Griffon, lui, venait de s'approcher du piano, l'ayant temporairement libérée de son emprise.
Il souleva le cache du clavier et joua une note. Puis une seconde.
"Savais-tu qu'avant de devenir Juge, j'étais un virtuose au piano ?..." levant ses doigts pour les admirer. "Ils m'ont permis tant de choses dans ma vie, vois-tu... de brillantes études de médecine et un doigté particulier pour les instruments à cordes frappées." s'installant, ailes élégamment repliées dans son dos. "Le Seigneur Hadès a su magnifier mes dons en m'offrant le pouvoir des fils. Notre Seigneur est si bon, Judith."
"Pitié... laissez-moi... je... j'ai mal... j'ai si mal..." commençant à perdre lentement conscience.
"Je suis curieux de voir ce qu'il me reste de mes talents d'antan." entamant une mélodie sans plus tarder, solfège lui revenant spontanément à la mémoire, doigts fins et agiles courant sur l'ivoire blanc, caressant les touches noires, pieds actionnant les pédales.
Il n'avait, à l'évidence, rien perdu de ses talents artistiques.
"Quel son !... La résonance est parfaite !..." mélodie de plus en plus entraînante.
"J'ai si mal..." s'affaissant sur son flanc. "Pitié... qu'on me vienne en aide... père..."
Griffon, lui, poursuivait son entraînante mélodie, ne se souciant pas le moins du monde de l'état de Judith.
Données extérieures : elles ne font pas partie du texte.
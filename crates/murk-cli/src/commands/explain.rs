//! Explain command - describes a detector and its vulnerability classes

use anyhow::Result;
use clap::Args;
use murk_core::DetectorRegistry;

#[derive(Args, Debug)]
pub struct ExplainArgs {
    /// Detector id (e.g. "injection", "proto-pollution")
    #[arg(value_name = "DETECTOR")]
    pub detector_id: String,
}

impl ExplainArgs {
    pub fn run(&self) -> Result<()> {
        let registry = DetectorRegistry::with_defaults();
        match registry.get(&self.detector_id) {
            Some(detector) => {
                let metadata = detector.metadata();
                println!("{} ({})", metadata.name, metadata.id);
                println!("  {}", metadata.description);
                println!("  Reports: {}", metadata.vuln_types.join(", "));
                Ok(())
            }
            None => {
                println!("Unknown detector '{}'. Available detectors:", self.detector_id);
                for detector in registry.detectors() {
                    println!("  {} - {}", detector.metadata().id, detector.metadata().description);
                }
                Ok(())
            }
        }
    }
}
//! Source locations attached to MDG nodes
//!
//! Locations arrive as JSON strings inside the `Location` CSV column.
//! Malformed or missing location data is never an error: consumers fall
//! back to a `"?"` placeholder for line numbers.

use serde::Deserialize;

#[derive(Debug, Clone, Copy, PartialEq, Eq, Deserialize)]
pub struct SourcePosition {
    pub line: u32,
    #[serde(default)]
    pub column: u32,
}

/// Position and originating file of a node, as recorded by the MDG parser.
#[derive(Debug, Clone, PartialEq, Eq, Deserialize)]
pub struct SourceLocation {
    pub start: SourcePosition,
    #[serde(default)]
    pub end: Option<SourcePosition>,
    /// Originating filename (the parser records the original, pre-normalization path).
    pub fname: String,
}

impl SourceLocation {
    /// Parse a `Location` JSON payload, degrading to `None` on any defect.
    pub fn parse(raw: Option<&str>) -> Option<Self> {
        let raw = raw?;
        if raw.is_empty() {
            return None;
        }
        serde_json::from_str(raw).ok()
    }
}
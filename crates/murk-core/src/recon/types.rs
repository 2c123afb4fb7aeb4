//! Reconstructed parameter types
//!
//! The shape of an attacker-controlled value is a tagged tree: leaves carry
//! a set of inferred JavaScript types, interior nodes mirror the property
//! structure the program exercises, and unions collect alternatives. The
//! report serialization collapses single-type leaves to plain strings and
//! renders multi-type positions as `{"_union": [...]}` objects.

use serde::ser::{SerializeMap, SerializeSeq};
use serde::{Serialize, Serializer};
use std::collections::{BTreeMap, BTreeSet};

pub type TypeSet = BTreeSet<String>;

#[derive(Debug, Clone, PartialEq)]
pub enum TypeNode {
    Leaf(TypeSet),
    Object(BTreeMap<String, TypeNode>),
    Array(Vec<TypeNode>),
    Union(Vec<TypeNode>),
}

impl TypeNode {
    pub fn any() -> Self {
        TypeNode::single("any")
    }

    pub fn single(ty: impl Into<String>) -> Self {
        let mut set = TypeSet::new();
        set.insert(ty.into());
        TypeNode::Leaf(set)
    }

    pub fn union_of(types: &[&str]) -> Self {
        TypeNode::Union(types.iter().map(|t| TypeNode::single(*t)).collect())
    }

    pub fn is_any(&self) -> bool {
        matches!(self, TypeNode::Leaf(set) if set.len() == 1 && set.contains("any"))
    }

    pub fn as_object(&self) -> Option<&BTreeMap<String, TypeNode>> {
        match self {
            TypeNode::Object(map) => Some(map),
            _ => None,
        }
    }

    pub fn as_object_mut(&mut self) -> Option<&mut BTreeMap<String, TypeNode>> {
        match self {
            TypeNode::Object(map) => Some(map),
            _ => None,
        }
    }

    /// A lazy object carries no concrete structure: every key is the
    /// wildcard and every leaf is `any` — the analysis saw only dynamic
    /// access.
    pub fn is_lazy_object(&self) -> bool {
        match self {
            TypeNode::Object(map) => map
                .iter()
                .all(|(key, value)| key == "*" && (value.is_lazy_object() || value.is_any())),
            _ => false,
        }
    }
}

impl Serialize for TypeNode {
    fn serialize<S: Serializer>(&self, serializer: S) -> Result<S::Ok, S::Error> {
        match self {
            TypeNode::Leaf(set) => match set.len() {
                0 => serializer.serialize_str("any"),
                1 => serializer.serialize_str(set.iter().next().expect("non-empty")),
                _ => {
                    let mut map = serializer.serialize_map(Some(1))?;
                    map.serialize_entry("_union", &set.iter().collect::<Vec<_>>())?;
                    map.end()
                }
            },
            TypeNode::Object(fields) => {
                let mut map = serializer.serialize_map(Some(fields.len()))?;
                for (key, value) in fields {
                    map.serialize_entry(key, value)?;
                }
                map.end()
            }
            TypeNode::Array(items) => {
                let mut seq = serializer.serialize_seq(Some(items.len()))?;
                for item in items {
                    seq.serialize_element(item)?;
                }
                seq.end()
            }
            TypeNode::Union(items) => {
                let mut map = serializer.serialize_map(Some(1))?;
                map.serialize_entry("_union", items)?;
                map.end()
            }
        }
    }
}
"Tu présenteras mes félicitations à l'accordeur. Le rendu est divin."
L'instrument jouait à présent de toutes ses cordes, couvrant la pièce de notes mélodieuses.
Minos termina la partition et se leva, exécutant quelques courbettes devant un plébiscite imaginaire.
"Eh bien, tu ne m'applaudis pas, vilaine fille ?!..." rappelant ses fils, tapant entre elles les mains dont les poignets meurtris percutèrent Judith de douleur au point de la ramener à la raison. "Quel mauvais public tu fais, jeune fille." la réprimanda Griffon.